# What is being asked
Write out only the opening lines of the entries, through the line with "asked to deliver.".

# Available records
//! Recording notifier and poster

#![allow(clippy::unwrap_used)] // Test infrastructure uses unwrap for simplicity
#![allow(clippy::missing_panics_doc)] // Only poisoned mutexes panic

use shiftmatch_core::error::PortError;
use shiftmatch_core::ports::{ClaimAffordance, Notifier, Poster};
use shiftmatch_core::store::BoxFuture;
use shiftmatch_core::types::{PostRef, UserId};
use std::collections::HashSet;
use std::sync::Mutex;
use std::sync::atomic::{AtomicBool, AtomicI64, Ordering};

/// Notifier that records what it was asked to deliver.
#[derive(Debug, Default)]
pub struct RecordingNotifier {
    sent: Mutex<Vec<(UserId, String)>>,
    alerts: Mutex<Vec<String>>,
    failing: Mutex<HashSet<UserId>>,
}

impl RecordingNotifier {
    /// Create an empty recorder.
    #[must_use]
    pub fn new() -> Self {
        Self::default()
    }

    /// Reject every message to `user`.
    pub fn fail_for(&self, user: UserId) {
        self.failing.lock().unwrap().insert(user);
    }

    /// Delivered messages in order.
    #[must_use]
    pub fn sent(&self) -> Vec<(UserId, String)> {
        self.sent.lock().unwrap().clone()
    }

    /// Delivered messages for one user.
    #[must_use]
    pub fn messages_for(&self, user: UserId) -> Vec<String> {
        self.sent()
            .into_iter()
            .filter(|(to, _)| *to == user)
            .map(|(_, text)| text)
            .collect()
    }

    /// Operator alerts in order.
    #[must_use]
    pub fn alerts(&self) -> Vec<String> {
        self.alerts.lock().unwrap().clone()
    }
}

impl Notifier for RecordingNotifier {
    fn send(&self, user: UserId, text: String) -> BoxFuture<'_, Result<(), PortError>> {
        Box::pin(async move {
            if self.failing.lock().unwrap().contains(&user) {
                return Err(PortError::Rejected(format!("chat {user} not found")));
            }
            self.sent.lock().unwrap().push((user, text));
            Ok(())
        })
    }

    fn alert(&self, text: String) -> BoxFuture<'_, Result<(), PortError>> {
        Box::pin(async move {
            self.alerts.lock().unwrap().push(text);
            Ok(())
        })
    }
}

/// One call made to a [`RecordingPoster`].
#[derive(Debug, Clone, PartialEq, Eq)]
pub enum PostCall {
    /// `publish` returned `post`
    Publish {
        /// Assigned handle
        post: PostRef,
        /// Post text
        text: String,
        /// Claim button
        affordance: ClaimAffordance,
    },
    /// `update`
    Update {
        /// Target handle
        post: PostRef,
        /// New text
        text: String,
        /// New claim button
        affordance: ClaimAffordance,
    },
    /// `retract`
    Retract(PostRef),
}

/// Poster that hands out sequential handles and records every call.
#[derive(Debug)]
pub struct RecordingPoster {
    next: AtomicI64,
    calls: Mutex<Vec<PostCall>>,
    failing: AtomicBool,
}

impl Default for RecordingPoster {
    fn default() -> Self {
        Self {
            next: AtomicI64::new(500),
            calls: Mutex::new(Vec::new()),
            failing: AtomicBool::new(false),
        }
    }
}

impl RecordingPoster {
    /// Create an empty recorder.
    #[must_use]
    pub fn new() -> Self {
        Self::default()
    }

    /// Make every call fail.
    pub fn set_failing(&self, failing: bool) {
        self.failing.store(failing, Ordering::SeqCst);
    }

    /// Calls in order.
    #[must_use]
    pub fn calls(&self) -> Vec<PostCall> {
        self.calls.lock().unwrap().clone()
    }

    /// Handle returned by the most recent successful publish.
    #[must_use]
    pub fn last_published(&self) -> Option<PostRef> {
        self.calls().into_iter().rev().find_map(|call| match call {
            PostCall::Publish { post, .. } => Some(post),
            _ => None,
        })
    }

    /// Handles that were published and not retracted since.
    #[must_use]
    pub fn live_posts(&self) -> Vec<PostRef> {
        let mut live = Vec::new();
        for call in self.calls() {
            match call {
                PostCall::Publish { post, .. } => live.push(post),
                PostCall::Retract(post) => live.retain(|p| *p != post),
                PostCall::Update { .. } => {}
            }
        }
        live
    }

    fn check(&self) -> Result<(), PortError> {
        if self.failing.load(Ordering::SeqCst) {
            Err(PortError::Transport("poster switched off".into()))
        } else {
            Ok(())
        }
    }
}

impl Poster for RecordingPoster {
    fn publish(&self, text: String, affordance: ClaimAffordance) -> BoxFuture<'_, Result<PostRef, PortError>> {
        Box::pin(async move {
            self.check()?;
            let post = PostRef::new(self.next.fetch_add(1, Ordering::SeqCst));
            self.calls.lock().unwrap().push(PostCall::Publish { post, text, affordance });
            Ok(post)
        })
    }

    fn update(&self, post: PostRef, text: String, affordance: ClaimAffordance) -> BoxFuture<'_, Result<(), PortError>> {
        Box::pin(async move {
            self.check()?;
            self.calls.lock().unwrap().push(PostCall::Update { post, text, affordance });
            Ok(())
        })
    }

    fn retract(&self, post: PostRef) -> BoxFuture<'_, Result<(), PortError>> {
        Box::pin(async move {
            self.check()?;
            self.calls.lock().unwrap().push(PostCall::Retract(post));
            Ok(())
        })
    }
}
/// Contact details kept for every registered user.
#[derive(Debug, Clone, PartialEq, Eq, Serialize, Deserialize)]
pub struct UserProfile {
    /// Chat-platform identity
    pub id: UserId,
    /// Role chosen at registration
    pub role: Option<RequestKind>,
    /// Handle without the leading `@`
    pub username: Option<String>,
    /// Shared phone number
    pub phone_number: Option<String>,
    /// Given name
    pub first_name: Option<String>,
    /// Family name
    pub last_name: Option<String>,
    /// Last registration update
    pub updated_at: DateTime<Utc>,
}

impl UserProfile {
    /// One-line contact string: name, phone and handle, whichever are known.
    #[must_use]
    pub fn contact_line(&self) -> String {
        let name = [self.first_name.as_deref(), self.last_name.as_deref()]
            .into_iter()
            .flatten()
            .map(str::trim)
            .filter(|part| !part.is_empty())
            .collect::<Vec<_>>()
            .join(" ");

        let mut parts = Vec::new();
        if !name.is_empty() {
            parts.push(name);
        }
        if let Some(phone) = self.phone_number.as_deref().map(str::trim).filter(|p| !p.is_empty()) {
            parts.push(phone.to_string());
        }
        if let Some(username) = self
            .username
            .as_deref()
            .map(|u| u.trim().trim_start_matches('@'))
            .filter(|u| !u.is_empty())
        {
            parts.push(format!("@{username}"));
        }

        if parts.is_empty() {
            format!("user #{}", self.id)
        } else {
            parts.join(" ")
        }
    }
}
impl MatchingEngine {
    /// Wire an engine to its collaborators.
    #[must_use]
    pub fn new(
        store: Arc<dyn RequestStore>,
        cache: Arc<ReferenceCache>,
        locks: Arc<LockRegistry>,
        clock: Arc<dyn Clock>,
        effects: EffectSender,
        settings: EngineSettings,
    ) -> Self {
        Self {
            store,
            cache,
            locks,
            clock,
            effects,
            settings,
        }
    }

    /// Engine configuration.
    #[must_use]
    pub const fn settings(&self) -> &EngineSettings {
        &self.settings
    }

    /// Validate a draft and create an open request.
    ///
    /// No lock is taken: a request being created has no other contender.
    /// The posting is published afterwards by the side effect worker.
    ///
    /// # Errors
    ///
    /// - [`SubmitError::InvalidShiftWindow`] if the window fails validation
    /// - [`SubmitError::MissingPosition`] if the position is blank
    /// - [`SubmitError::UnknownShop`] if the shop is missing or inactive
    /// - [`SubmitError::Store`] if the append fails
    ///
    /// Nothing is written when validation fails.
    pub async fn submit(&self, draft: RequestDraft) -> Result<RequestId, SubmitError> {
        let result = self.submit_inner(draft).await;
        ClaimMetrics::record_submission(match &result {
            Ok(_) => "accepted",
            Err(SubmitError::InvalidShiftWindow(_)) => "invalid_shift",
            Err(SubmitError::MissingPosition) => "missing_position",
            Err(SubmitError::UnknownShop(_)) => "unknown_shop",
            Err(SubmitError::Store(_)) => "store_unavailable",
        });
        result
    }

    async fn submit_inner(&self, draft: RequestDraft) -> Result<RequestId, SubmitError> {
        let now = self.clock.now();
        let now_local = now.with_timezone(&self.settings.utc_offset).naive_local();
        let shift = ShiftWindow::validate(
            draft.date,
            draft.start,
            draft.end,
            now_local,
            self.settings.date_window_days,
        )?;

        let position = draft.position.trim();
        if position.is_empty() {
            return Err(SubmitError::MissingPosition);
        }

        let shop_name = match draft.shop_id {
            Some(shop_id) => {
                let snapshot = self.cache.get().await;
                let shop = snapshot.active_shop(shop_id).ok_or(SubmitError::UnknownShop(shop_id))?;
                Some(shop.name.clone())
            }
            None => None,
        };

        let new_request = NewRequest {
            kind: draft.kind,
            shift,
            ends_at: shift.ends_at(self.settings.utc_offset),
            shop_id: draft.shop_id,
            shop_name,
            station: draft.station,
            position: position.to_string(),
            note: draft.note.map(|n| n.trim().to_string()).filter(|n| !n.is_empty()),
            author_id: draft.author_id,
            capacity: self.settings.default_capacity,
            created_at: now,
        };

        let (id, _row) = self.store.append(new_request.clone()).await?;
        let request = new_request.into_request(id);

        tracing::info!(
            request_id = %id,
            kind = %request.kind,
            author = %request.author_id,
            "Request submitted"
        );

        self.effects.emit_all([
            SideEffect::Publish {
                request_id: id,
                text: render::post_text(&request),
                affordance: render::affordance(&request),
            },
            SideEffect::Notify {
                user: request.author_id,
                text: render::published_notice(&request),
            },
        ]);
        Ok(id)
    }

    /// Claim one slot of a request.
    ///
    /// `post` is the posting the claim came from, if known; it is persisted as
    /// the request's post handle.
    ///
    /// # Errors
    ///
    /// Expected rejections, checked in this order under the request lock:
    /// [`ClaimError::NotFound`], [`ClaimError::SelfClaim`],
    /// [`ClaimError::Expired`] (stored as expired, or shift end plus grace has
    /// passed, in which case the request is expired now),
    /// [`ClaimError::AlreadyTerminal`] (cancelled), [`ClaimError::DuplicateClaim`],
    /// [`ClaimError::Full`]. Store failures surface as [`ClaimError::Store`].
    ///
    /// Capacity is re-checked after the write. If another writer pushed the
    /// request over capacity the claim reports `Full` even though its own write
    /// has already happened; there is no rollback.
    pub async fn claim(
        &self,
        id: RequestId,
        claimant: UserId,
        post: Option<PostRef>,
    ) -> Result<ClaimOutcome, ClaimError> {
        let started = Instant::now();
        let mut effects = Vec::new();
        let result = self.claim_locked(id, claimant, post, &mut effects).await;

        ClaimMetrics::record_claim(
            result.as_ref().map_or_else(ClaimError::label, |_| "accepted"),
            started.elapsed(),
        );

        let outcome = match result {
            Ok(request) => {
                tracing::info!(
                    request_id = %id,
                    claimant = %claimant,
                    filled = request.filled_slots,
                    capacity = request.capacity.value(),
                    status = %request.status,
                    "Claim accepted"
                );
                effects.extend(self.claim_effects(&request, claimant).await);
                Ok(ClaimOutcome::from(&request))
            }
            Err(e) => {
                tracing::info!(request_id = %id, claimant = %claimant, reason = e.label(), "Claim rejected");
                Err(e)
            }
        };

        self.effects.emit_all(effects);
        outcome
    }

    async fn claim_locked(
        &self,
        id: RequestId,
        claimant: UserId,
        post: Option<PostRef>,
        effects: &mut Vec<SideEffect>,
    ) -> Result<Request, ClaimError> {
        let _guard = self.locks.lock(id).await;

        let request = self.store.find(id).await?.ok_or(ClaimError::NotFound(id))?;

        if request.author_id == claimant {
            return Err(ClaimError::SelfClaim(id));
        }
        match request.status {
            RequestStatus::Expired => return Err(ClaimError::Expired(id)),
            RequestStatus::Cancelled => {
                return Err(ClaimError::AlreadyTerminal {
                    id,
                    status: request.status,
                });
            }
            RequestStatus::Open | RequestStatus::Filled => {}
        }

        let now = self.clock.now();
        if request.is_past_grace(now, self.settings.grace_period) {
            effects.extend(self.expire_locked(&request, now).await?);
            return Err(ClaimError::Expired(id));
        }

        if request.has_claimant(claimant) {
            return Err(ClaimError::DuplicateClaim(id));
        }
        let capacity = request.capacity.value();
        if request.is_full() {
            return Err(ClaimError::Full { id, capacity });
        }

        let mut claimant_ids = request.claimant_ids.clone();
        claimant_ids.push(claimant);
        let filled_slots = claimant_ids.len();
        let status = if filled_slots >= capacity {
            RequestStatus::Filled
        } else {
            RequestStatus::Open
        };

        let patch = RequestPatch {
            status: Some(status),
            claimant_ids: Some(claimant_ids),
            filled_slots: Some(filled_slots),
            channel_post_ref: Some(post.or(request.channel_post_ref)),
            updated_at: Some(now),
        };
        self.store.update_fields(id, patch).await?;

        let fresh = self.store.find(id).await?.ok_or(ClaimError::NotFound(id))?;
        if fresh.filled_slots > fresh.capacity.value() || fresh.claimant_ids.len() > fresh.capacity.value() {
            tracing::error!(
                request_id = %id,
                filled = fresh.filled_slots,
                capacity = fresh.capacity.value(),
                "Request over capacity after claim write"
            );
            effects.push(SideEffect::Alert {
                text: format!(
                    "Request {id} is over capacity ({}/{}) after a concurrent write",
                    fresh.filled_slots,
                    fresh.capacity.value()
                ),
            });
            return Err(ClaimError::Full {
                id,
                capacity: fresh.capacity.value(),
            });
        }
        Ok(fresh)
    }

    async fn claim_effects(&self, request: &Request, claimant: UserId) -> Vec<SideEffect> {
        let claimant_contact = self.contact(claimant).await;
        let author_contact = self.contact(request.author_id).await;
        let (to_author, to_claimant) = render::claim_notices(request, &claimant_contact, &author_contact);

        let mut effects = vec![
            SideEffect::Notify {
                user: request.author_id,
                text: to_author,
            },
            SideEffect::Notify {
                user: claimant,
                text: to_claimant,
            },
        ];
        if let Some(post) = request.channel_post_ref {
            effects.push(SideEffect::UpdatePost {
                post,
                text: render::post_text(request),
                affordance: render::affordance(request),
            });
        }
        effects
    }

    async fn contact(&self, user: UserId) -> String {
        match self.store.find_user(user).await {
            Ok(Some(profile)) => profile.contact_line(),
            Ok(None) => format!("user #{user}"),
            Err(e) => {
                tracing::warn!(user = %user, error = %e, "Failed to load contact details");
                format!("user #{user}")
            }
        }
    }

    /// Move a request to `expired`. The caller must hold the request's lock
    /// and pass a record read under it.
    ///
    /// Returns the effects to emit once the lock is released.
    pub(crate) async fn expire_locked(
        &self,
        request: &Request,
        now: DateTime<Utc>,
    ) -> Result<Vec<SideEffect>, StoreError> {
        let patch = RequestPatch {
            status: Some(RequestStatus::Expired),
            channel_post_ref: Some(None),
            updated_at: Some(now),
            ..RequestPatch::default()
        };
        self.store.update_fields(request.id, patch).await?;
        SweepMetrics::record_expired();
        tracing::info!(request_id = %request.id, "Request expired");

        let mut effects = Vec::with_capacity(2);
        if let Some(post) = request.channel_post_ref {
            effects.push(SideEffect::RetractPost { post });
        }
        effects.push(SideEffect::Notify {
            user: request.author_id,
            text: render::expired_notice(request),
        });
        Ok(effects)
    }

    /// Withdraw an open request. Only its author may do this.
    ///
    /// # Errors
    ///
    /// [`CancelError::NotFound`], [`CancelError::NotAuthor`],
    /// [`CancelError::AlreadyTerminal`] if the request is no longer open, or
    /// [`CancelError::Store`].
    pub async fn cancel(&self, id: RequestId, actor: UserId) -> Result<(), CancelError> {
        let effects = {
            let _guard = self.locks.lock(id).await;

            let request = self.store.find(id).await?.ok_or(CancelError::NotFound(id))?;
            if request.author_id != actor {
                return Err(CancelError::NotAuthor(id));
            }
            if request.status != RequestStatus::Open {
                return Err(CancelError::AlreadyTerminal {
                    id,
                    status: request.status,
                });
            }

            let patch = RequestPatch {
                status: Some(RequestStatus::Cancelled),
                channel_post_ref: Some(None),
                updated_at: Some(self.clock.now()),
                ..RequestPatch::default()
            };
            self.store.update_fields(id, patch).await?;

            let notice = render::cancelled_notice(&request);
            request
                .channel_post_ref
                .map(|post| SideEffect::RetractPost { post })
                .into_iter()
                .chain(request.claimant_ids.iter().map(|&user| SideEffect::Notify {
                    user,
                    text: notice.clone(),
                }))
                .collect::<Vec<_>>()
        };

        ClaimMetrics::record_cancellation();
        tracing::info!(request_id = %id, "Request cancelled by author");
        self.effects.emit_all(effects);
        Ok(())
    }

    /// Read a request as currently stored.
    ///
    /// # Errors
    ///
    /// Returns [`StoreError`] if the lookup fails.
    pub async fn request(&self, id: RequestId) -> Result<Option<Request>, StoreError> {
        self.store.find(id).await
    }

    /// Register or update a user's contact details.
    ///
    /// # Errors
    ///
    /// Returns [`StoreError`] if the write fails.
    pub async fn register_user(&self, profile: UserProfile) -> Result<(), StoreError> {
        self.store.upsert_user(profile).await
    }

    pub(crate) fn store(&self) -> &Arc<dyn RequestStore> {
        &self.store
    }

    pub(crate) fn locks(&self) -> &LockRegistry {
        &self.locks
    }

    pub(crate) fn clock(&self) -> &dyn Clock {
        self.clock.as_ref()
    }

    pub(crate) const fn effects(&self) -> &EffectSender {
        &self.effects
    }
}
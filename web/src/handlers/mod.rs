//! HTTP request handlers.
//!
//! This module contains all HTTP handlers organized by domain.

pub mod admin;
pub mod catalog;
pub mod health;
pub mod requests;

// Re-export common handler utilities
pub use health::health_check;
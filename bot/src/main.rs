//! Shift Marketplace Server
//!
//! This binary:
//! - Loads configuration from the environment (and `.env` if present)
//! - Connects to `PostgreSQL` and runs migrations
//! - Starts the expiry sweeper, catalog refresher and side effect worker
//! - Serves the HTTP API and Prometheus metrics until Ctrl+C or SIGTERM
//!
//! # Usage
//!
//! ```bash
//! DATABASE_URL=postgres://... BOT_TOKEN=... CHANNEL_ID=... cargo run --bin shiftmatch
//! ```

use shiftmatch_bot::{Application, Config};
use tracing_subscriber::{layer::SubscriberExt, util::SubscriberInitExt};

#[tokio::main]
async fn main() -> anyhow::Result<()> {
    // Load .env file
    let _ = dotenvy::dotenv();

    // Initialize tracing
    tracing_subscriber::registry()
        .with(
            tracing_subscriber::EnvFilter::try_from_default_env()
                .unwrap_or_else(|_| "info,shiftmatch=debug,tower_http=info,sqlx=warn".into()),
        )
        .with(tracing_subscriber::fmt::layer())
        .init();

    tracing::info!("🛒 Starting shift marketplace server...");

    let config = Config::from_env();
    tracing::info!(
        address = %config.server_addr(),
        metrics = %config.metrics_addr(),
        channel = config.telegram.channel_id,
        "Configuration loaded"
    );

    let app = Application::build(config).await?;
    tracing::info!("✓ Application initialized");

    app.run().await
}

# Result of this task
//! Recording notifier and poster

#![allow(clippy::unwrap_used)] // Test infrastructure uses unwrap for simplicity
#![allow(clippy::missing_panics_doc)] // Only poisoned mutexes panic

use shiftmatch_core::error::PortError;
use shiftmatch_core::ports::{ClaimAffordance, Notifier, Poster};
use shiftmatch_core::store::BoxFuture;
use shiftmatch_core::types::{PostRef, UserId};
use std::collections::HashSet;
use std::sync::Mutex;
use std::sync::atomic::{AtomicBool, AtomicI64, Ordering};

/// Notifier that records what it was asked to deliver.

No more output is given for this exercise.